PROBLEM REQUIREMENTS: Please copy the lines below exactly, from the first one through the line showing "for x in area.left()..area.right()".

DATASET ENTRIES:
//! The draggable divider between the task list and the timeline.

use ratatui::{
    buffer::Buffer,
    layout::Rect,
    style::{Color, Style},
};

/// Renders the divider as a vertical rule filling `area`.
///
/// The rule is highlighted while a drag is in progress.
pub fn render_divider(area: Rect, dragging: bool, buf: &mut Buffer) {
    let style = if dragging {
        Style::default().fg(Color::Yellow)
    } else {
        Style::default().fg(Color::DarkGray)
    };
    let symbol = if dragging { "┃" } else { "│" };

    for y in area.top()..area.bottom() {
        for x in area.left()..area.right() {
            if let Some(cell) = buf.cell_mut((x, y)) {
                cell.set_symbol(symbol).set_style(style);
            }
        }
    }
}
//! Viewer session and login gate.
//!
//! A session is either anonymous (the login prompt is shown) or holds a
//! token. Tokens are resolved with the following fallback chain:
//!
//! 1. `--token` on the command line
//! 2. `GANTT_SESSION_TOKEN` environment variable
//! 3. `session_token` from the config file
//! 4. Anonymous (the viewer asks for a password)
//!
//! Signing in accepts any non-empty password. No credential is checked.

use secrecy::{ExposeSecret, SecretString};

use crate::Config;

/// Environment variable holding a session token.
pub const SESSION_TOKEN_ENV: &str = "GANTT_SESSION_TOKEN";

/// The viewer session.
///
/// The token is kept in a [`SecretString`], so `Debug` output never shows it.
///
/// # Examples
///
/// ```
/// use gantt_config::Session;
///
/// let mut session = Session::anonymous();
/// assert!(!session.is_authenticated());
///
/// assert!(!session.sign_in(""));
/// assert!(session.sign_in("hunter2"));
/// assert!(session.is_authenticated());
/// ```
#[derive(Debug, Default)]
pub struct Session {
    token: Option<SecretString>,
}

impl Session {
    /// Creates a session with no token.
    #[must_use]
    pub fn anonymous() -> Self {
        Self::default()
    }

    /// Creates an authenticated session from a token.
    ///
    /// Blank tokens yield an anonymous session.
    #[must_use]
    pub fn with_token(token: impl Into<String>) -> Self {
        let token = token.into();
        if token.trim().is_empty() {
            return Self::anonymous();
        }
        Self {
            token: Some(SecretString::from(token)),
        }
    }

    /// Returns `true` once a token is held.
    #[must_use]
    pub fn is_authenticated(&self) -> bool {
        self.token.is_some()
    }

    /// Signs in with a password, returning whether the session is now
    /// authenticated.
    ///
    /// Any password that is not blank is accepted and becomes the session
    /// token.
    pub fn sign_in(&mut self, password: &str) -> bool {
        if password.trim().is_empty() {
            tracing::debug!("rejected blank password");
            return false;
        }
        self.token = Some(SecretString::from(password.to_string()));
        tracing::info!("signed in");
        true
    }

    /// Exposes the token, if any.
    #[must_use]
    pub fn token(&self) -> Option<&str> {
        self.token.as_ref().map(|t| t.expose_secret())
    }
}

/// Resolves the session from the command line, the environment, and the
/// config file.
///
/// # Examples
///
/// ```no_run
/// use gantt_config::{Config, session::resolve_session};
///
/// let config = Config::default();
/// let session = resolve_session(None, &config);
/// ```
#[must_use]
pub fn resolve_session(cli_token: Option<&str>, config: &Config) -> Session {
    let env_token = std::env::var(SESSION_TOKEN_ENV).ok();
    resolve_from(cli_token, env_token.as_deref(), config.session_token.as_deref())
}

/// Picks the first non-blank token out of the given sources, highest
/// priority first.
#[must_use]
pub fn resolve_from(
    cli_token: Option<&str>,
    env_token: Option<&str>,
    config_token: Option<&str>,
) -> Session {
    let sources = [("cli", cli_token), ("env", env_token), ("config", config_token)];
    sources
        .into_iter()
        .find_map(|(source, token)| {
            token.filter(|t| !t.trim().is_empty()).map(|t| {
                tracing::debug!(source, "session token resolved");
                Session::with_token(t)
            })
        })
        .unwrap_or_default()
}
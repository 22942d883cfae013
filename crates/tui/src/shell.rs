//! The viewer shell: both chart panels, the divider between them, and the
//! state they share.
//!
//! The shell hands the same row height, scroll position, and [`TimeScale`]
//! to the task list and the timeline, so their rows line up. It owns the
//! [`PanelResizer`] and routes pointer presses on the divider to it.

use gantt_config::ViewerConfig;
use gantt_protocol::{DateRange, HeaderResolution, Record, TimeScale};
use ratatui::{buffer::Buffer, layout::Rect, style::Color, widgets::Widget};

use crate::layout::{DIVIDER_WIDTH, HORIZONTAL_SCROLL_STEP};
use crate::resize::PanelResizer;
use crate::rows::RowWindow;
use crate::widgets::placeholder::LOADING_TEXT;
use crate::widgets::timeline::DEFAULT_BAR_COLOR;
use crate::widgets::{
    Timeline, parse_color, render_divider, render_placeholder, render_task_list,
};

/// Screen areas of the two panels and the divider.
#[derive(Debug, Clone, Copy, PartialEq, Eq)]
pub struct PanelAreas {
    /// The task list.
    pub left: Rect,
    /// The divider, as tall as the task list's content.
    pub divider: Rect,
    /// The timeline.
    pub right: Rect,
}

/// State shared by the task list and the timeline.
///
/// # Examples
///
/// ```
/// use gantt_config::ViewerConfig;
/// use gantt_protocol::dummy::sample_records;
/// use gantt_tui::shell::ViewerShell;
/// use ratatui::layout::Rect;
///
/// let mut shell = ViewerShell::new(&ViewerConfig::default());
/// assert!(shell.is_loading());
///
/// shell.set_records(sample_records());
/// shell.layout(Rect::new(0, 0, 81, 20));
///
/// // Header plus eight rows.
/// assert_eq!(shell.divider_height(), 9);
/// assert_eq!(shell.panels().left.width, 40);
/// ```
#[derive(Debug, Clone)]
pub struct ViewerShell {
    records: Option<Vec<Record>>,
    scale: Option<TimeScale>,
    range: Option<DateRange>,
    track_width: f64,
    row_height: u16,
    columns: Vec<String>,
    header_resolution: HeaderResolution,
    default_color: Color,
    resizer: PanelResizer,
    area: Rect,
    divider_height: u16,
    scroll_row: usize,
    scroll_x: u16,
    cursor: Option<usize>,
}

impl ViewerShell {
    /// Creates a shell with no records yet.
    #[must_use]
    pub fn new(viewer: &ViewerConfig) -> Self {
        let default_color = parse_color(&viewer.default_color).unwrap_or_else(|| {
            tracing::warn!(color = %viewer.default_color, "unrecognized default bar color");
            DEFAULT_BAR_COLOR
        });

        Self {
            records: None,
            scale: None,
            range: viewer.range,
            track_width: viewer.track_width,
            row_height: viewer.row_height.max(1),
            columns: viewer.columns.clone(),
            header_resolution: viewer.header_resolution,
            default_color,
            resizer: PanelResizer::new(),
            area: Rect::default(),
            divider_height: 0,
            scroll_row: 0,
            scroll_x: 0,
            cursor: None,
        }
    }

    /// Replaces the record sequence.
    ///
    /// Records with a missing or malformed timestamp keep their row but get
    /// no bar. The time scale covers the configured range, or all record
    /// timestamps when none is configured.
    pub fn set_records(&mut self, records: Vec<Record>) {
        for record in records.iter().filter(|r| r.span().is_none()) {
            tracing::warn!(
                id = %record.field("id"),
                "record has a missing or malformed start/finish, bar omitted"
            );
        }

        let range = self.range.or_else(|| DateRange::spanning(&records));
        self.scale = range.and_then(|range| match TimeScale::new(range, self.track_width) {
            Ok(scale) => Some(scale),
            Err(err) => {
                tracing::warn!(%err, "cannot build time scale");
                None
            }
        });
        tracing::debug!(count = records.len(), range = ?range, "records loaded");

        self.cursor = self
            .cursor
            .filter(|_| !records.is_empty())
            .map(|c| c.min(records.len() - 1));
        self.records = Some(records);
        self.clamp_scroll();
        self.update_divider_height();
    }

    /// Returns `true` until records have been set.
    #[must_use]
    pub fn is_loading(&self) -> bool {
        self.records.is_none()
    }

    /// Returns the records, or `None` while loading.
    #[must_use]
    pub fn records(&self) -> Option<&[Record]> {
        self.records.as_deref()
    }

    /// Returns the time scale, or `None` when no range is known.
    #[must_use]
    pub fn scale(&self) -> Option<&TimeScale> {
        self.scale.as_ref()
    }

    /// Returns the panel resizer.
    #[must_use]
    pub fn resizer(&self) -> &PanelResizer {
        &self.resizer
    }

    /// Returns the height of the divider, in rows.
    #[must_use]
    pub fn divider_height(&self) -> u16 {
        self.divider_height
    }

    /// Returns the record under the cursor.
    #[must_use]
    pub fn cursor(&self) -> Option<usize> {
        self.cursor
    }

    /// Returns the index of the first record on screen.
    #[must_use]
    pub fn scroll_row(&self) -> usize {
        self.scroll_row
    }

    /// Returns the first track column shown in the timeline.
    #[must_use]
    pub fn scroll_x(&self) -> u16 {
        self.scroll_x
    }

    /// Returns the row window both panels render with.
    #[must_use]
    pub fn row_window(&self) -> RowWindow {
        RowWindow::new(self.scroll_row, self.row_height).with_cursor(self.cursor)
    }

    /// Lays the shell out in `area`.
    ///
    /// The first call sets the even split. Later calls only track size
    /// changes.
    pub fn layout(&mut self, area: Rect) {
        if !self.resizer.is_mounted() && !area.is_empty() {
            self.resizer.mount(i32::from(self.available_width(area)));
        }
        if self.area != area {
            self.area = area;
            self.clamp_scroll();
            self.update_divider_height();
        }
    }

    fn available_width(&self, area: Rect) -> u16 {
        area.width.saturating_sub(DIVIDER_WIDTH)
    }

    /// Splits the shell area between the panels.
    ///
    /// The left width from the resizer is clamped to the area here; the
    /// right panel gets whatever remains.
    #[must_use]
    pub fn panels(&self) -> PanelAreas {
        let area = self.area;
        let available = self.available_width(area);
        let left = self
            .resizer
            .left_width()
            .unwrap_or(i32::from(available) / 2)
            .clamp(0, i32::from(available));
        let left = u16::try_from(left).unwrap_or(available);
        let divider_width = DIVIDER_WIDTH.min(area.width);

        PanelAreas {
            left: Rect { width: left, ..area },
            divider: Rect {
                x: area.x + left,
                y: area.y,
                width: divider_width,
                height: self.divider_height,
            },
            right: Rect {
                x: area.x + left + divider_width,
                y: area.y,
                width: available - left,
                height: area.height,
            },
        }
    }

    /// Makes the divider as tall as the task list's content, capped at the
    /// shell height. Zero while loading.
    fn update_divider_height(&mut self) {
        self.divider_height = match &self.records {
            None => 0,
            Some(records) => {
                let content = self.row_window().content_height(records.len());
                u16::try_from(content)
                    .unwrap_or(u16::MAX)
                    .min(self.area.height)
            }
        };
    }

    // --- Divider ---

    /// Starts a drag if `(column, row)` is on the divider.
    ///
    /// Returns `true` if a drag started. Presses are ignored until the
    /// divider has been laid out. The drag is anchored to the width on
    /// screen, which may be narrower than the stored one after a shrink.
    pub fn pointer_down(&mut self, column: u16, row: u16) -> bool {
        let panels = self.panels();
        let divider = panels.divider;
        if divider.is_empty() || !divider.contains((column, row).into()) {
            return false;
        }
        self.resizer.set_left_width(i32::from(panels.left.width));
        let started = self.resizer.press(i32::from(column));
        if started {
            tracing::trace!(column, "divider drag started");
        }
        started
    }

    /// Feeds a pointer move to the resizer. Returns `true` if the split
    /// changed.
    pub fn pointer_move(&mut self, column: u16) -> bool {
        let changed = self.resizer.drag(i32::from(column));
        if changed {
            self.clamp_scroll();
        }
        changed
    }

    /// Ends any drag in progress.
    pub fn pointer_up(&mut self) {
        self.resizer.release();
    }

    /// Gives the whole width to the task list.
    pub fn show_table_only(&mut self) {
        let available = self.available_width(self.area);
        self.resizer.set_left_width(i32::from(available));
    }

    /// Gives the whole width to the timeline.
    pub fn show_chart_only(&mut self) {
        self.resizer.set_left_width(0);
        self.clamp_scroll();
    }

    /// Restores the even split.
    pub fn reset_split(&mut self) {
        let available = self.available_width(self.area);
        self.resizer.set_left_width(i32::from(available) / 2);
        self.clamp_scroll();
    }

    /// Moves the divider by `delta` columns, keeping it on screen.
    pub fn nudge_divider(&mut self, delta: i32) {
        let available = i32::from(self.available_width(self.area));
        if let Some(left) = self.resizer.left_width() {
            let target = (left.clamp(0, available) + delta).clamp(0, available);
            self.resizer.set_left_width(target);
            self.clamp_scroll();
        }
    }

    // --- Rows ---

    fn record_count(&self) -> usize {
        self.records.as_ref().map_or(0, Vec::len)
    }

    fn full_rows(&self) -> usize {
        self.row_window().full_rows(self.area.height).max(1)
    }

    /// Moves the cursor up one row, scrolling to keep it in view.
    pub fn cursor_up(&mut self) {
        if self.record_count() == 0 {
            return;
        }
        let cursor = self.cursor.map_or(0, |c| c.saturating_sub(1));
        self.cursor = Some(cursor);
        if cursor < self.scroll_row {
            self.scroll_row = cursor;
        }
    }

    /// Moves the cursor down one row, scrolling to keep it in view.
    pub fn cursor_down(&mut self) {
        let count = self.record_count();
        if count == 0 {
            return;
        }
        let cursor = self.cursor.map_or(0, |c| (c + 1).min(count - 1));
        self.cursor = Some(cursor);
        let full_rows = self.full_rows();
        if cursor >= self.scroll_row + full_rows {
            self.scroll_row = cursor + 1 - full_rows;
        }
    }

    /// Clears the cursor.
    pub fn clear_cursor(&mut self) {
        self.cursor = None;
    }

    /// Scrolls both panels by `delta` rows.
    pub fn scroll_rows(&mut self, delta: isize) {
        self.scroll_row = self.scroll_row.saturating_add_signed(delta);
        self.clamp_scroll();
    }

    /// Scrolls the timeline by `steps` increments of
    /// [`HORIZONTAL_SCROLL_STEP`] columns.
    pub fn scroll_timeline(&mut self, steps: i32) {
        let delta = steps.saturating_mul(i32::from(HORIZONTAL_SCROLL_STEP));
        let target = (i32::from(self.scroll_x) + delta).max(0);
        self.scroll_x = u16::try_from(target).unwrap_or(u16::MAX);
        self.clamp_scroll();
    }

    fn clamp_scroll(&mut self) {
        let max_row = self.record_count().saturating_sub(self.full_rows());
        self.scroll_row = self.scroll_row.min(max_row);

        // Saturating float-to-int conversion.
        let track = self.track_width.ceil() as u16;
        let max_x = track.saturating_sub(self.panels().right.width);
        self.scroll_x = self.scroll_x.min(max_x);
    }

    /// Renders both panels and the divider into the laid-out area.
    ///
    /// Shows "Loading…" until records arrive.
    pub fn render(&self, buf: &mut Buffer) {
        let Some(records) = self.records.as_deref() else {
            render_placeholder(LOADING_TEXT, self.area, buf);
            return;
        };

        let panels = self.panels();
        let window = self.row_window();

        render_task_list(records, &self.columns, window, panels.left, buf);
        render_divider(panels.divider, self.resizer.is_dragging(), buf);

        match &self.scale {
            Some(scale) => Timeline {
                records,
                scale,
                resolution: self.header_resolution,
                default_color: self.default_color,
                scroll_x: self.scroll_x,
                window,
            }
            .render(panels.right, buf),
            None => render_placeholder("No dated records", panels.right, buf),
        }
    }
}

TASK OUTPUT:
//! The draggable divider between the task list and the timeline.

use ratatui::{
    buffer::Buffer,
    layout::Rect,
    style::{Color, Style},
};

/// Renders the divider as a vertical rule filling `area`.
///
/// The rule is highlighted while a drag is in progress.
pub fn render_divider(area: Rect, dragging: bool, buf: &mut Buffer) {
    let style = if dragging {
        Style::default().fg(Color::Yellow)
    } else {
        Style::default().fg(Color::DarkGray)
    };
    let symbol = if dragging { "┃" } else { "│" };

    for y in area.top()..area.bottom() {
        for x in area.left()..area.right() {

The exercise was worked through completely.